Scale applications using multi-Region Amazon EKS and Amazon Aurora Global Database: Part 1

AWS offers a breadth and depth of services that helps you run and scale your critical workloads in multiple Regions on AWS’ global footprint. Whether you need a multi-Region architecture to support disaster recovery or bring your applications and the backend database into close proximity to your customers to reduce latency, AWS gives you the building blocks to improve your application availability, reliability, and latency. In this two-part series, we show you how you can use Amazon Elastic Kubernetes Service (Amazon EKS) to run your applications in multiple Regions. We use Amazon Aurora Global Database spanning multiple Regions as the persistent transaction data store, and AWS Global Accelerator to distribute traffic between Regions.

The Kubernetes declarative system makes it an ideal platform to orchestrate and operate containerized applications. In a declarative system, you declare the desired state, and the system observes the current and desired state and determines the actions required to reach the desired state from the current state. The Kubernetes declarative system makes it easier for you to set up applications and let Kubernetes manage the system state. It provides extended deployment and scaling capabilities, and automatically manages containerized applications. The Amazon EKS cluster provisioned per Region helps you to deploy and manage your containerized applications across Regions for High Availability (HA), Disaster Recovery (DR) and reduced latency. Visit Operating a multi-Region stateless applications using Amazon EKS to learn more.

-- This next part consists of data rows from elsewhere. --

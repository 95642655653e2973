//! Chart ownership
//!
//! [`ChartRenderer`] owns at most one live chart on a [`ChartSurface`] and
//! always destroys the previous chart before creating the next one. Drawing
//! itself is left to the surface: SVG files natively, a canvas in the browser.

use super::error::{ReportError, ReportResult};
use super::types::TrendsResponse;

/// RGBA colour as the browser page writes it (`rgba(r, g, b, a)`)
#[derive(Debug, Clone, Copy, PartialEq)]
pub struct Rgba {
    pub r: u8,
    pub g: u8,
    pub b: u8,
    pub a: f64,
}

impl Rgba {
    pub const WHITE: Rgba = Rgba::new(255, 255, 255, 1.0);

    pub const fn new(r: u8, g: u8, b: u8, a: f64) -> Self {
        Self { r, g, b, a }
    }

    /// CSS `rgba()` notation
    pub fn to_css(&self) -> String {
        format!("rgba({}, {}, {}, {})", self.r, self.g, self.b, self.a)
    }
}

/// Visual configuration of the trends chart
#[derive(Debug, Clone, PartialEq)]
pub struct ChartStyle {
    /// Legend text for the single series
    pub series_label: String,
    pub border_color: Rgba,
    pub fill_color: Rgba,
    pub border_width: u32,
    /// Fill the area under the line
    pub fill: bool,
    pub grid_color: Rgba,
    pub legend_color: Rgba,
    /// Y axis starts at zero regardless of the data
    pub begin_at_zero: bool,
}

impl Default for ChartStyle {
    fn default() -> Self {
        Self {
            series_label: "Count".to_string(),
            border_color: Rgba::new(75, 192, 192, 1.0),
            fill_color: Rgba::new(75, 192, 192, 0.2),
            border_width: 1,
            fill: true,
            grid_color: Rgba::WHITE,
            legend_color: Rgba::WHITE,
            begin_at_zero: true,
        }
    }
}

/// Everything a surface needs to draw one chart
#[derive(Debug, Clone, PartialEq)]
pub struct ChartSpec {
    pub labels: Vec<String>,
    pub values: Vec<f64>,
    pub style: ChartStyle,
}

impl ChartSpec {
    /// Build a line chart spec with the default style
    pub fn line(labels: Vec<String>, values: Vec<f64>) -> ReportResult<Self> {
        if labels.len() != values.len() {
            return Err(ReportError::LengthMismatch {
                labels: labels.len(),
                values: values.len(),
            });
        }
        Ok(Self {
            labels,
            values,
            style: ChartStyle::default(),
        })
    }

    pub fn with_style(mut self, style: ChartStyle) -> Self {
        self.style = style;
        self
    }

    /// Tooltip text for the point at `index`
    pub fn tooltip(&self, index: usize) -> Option<String> {
        self.values
            .get(index)
            .map(|value| tooltip_label(&self.style.series_label, *value))
    }

    /// Y axis bounds; starts at zero when `begin_at_zero` is set
    pub fn y_bounds(&self) -> (f64, f64) {
        let max = self.values.iter().copied().fold(f64::NEG_INFINITY, f64::max);
        let min = self.values.iter().copied().fold(f64::INFINITY, f64::min);

        if !max.is_finite() || !min.is_finite() {
            return (0.0, 1.0);
        }

        let low = if self.style.begin_at_zero { min.min(0.0) } else { min };
        let high = if max > low { max } else { low + 1.0 };
        (low, high)
    }
}

impl From<TrendsResponse> for ChartSpec {
    fn from(response: TrendsResponse) -> Self {
        let (labels, values) = response.into_parts();
        Self {
            labels,
            values,
            style: ChartStyle::default(),
        }
    }
}

/// Format a count the way a JavaScript number prints: `2`, not `2.0`
pub fn format_count(value: f64) -> String {
    if value.is_finite() && value.fract() == 0.0 && value.abs() < 1e15 {
        format!("{}", value as i64)
    } else {
        format!("{}", value)
    }
}

/// Tooltip line for one data point, e.g. `Count: 42`
pub fn tooltip_label(series_label: &str, value: f64) -> String {
    format!("{}: {}", series_label, format_count(value))
}

/// A drawing target that can create and destroy charts
pub trait ChartSurface {
    /// Handle to a chart living on this surface
    type Handle;

    /// Draw a new chart
    fn create(&mut self, spec: &ChartSpec) -> ReportResult<Self::Handle>;

    /// Release a chart and everything it holds on the surface
    fn destroy(&mut self, handle: Self::Handle);
}

/// Owns the single chart instance shown on a surface
pub struct ChartRenderer<S: ChartSurface> {
    surface: S,
    current: Option<S::Handle>,
    generation: u64,
}

impl<S: ChartSurface> ChartRenderer<S> {
    pub fn new(surface: S) -> Self {
        Self {
            surface,
            current: None,
            generation: 0,
        }
    }

    /// Replace the current chart with one built from `labels` and `values`
    pub fn render(&mut self, labels: Vec<String>, values: Vec<f64>) -> ReportResult<&S::Handle> {
        let spec = ChartSpec::line(labels, values)?;
        self.render_spec(&spec)
    }

    /// Replace the current chart with one built from `spec`
    ///
    /// The previous chart is destroyed before the new one is created. If
    /// creation fails the renderer is left without a chart.
    pub fn render_spec(&mut self, spec: &ChartSpec) -> ReportResult<&S::Handle> {
        if let Some(previous) = self.current.take() {
            tracing::debug!(generation = self.generation, "Destroying previous chart");
            self.surface.destroy(previous);
        }

        let handle = self.surface.create(spec)?;
        self.generation += 1;

        tracing::debug!(
            generation = self.generation,
            points = spec.values.len(),
            "Chart created"
        );

        Ok(&*self.current.insert(handle))
    }

    /// Destroy the current chart, if any
    pub fn teardown(&mut self) {
        if let Some(handle) = self.current.take() {
            tracing::debug!(generation = self.generation, "Tearing down chart");
            self.surface.destroy(handle);
        }
    }

    /// Give up ownership of the current chart without destroying it
    pub fn detach(&mut self) -> Option<S::Handle> {
        self.current.take()
    }

    pub fn current(&self) -> Option<&S::Handle> {
        self.current.as_ref()
    }

    pub fn has_chart(&self) -> bool {
        self.current.is_some()
    }

    /// Number of charts created so far
    pub fn generation(&self) -> u64 {
        self.generation
    }

    pub fn surface(&self) -> &S {
        &self.surface
    }

    pub fn surface_mut(&mut self) -> &mut S {
        &mut self.surface
    }
}

impl<S: ChartSurface> Drop for ChartRenderer<S> {
    fn drop(&mut self) {
        self.teardown();
    }
}

#[cfg(test)]
pub(crate) mod testing {
    use super::*;
    use std::sync::{Arc, Mutex};

    /// Surface call as seen by [`RecordingSurface`]
    #[derive(Debug, Clone, PartialEq)]
    pub enum SurfaceEvent {
        Create { id: u64, labels: Vec<String>, values: Vec<f64> },
        Destroy { id: u64 },
    }

    /// Surface that records every call and tracks live charts
    #[derive(Clone, Default)]
    pub struct RecordingSurface {
        pub events: Arc<Mutex<Vec<SurfaceEvent>>>,
        pub live: Arc<Mutex<Vec<u64>>>,
        pub max_live: Arc<Mutex<usize>>,
        pub fail_next_create: bool,
        next_id: u64,
    }

    impl RecordingSurface {
        pub fn events(&self) -> Vec<SurfaceEvent> {
            self.events.lock().unwrap().clone()
        }

        pub fn live_count(&self) -> usize {
            self.live.lock().unwrap().len()
        }

        pub fn max_live(&self) -> usize {
            *self.max_live.lock().unwrap()
        }

        pub fn destroy_count(&self) -> usize {
            self.events()
                .iter()
                .filter(|e| matches!(e, SurfaceEvent::Destroy { .. }))
                .count()
        }
    }

    impl ChartSurface for RecordingSurface {
        type Handle = u64;

        fn create(&mut self, spec: &ChartSpec) -> ReportResult<u64> {
            if self.fail_next_create {
                self.fail_next_create = false;
                return Err(ReportError::Render("surface unavailable".to_string()));
            }

            self.next_id += 1;
            let id = self.next_id;

            self.events.lock().unwrap().push(SurfaceEvent::Create {
                id,
                labels: spec.labels.clone(),
                values: spec.values.clone(),
            });

            let mut live = self.live.lock().unwrap();
            live.push(id);
            let mut max_live = self.max_live.lock().unwrap();
            *max_live = (*max_live).max(live.len());

            Ok(id)
        }

        fn destroy(&mut self, handle: u64) {
            self.events
                .lock()
                .unwrap()
                .push(SurfaceEvent::Destroy { id: handle });
            self.live.lock().unwrap().retain(|id| *id != handle);
        }
    }
}

#[cfg(test)]
mod tests {
    use super::testing::{RecordingSurface, SurfaceEvent};
    use super::*;

    fn labels(items: &[&str]) -> Vec<String> {
        items.iter().map(|s| s.to_string()).collect()
    }

    #[test]
    fn test_first_render_creates_without_destroy() {
        let surface = RecordingSurface::default();
        let mut renderer = ChartRenderer::new(surface.clone());

        let handle = *renderer.render(labels(&["a", "b"]), vec![1.0, 2.0]).unwrap();

        assert_eq!(
            surface.events(),
            vec![SurfaceEvent::Create {
                id: handle,
                labels: labels(&["a", "b"]),
                values: vec![1.0, 2.0],
            }]
        );
        assert!(renderer.has_chart());
    }

    #[test]
    fn test_rerender_destroys_previous_once_before_create() {
        let surface = RecordingSurface::default();
        let mut renderer = ChartRenderer::new(surface.clone());

        let first = *renderer.render(labels(&["x"]), vec![5.0]).unwrap();
        let second = *renderer.render(labels(&["a", "b"]), vec![1.0, 2.0]).unwrap();

        let events = surface.events();
        assert_eq!(events.len(), 3);
        assert_eq!(events[1], SurfaceEvent::Destroy { id: first });
        assert_eq!(
            events[2],
            SurfaceEvent::Create {
                id: second,
                labels: labels(&["a", "b"]),
                values: vec![1.0, 2.0],
            }
        );
        assert_eq!(surface.destroy_count(), 1);
        assert_eq!(renderer.current(), Some(&second));
    }

    #[test]
    fn test_never_more_than_one_live_chart() {
        let surface = RecordingSurface::default();
        let mut renderer = ChartRenderer::new(surface.clone());

        for i in 0..5 {
            renderer.render(labels(&["a"]), vec![i as f64]).unwrap();
            assert_eq!(surface.live_count(), 1);
        }

        assert_eq!(surface.max_live(), 1);
        assert_eq!(surface.destroy_count(), 4);
        assert_eq!(renderer.generation(), 5);
    }

    #[test]
    fn test_teardown_and_drop_destroy_chart() {
        let surface = RecordingSurface::default();
        let mut renderer = ChartRenderer::new(surface.clone());
        renderer.render(labels(&["a"]), vec![1.0]).unwrap();

        renderer.teardown();
        assert!(!renderer.has_chart());
        assert_eq!(surface.live_count(), 0);

        // Teardown with no chart is a no-op
        renderer.teardown();
        assert_eq!(surface.destroy_count(), 1);

        renderer.render(labels(&["b"]), vec![2.0]).unwrap();
        drop(renderer);
        assert_eq!(surface.live_count(), 0);
        assert_eq!(surface.destroy_count(), 2);
    }

    #[test]
    fn test_detach_keeps_chart_alive() {
        let surface = RecordingSurface::default();
        let mut renderer = ChartRenderer::new(surface.clone());
        renderer.render(labels(&["a"]), vec![1.0]).unwrap();

        assert_eq!(renderer.detach(), Some(1));
        drop(renderer);

        assert_eq!(surface.destroy_count(), 0);
        assert_eq!(surface.live_count(), 1);
    }

    #[test]
    fn test_failed_create_leaves_no_chart() {
        let surface = RecordingSurface::default();
        let probe = surface.clone();
        let mut renderer = ChartRenderer::new(surface);

        renderer.render(labels(&["a"]), vec![1.0]).unwrap();
        renderer.surface_mut().fail_next_create = true;

        assert!(matches!(
            renderer.render(labels(&["b"]), vec![2.0]),
            Err(ReportError::Render(_))
        ));
        assert!(!renderer.has_chart());
        assert_eq!(probe.live_count(), 0);
    }

    #[test]
    fn test_mismatched_input_keeps_current_chart() {
        let surface = RecordingSurface::default();
        let mut renderer = ChartRenderer::new(surface.clone());
        renderer.render(labels(&["a"]), vec![1.0]).unwrap();

        assert!(matches!(
            renderer.render(labels(&["a", "b"]), vec![1.0]),
            Err(ReportError::LengthMismatch { .. })
        ));
        assert!(renderer.has_chart());
        assert_eq!(surface.destroy_count(), 0);
    }

    #[test]
    fn test_default_style() {
        let style = ChartStyle::default();
        assert_eq!(style.series_label, "Count");
        assert_eq!(style.border_color.to_css(), "rgba(75, 192, 192, 1)");
        assert_eq!(style.fill_color.to_css(), "rgba(75, 192, 192, 0.2)");
        assert_eq!(style.grid_color, Rgba::WHITE);
        assert!(style.fill);
        assert!(style.begin_at_zero);
    }

    #[test]
    fn test_tooltip_label() {
        let spec = ChartSpec::line(labels(&["a", "b"]), vec![1.0, 2.5]).unwrap();
        assert_eq!(spec.tooltip(0).as_deref(), Some("Count: 1"));
        assert_eq!(spec.tooltip(1).as_deref(), Some("Count: 2.5"));
        assert_eq!(spec.tooltip(2), None);
    }

    #[test]
    fn test_y_bounds_start_at_zero() {
        let spec = ChartSpec::line(labels(&["a", "b"]), vec![10.0, 40.0]).unwrap();
        assert_eq!(spec.y_bounds(), (0.0, 40.0));

        let flat = ChartSpec::line(labels(&["a"]), vec![0.0]).unwrap();
        assert_eq!(flat.y_bounds(), (0.0, 1.0));

        let empty = ChartSpec::line(Vec::new(), Vec::new()).unwrap();
        assert_eq!(empty.y_bounds(), (0.0, 1.0));
    }
}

Multi-Region transactional applications often rely on cross-Region low-latency, relational databases. Cross-Region failover for typical relational databases often requires a clear strategy, resources, and manual actions related to application reconfiguration. Managing such complex tasks can be challenging to the overall disaster recovery solution.

Aurora Global Database is designed for globally distributed applications, allowing a single Amazon Aurora database to span multiple Regions. It replicates your data with no impact on database performance, enables fast local reads with low latency in each Region, and provides disaster recovery from Region-wide outages.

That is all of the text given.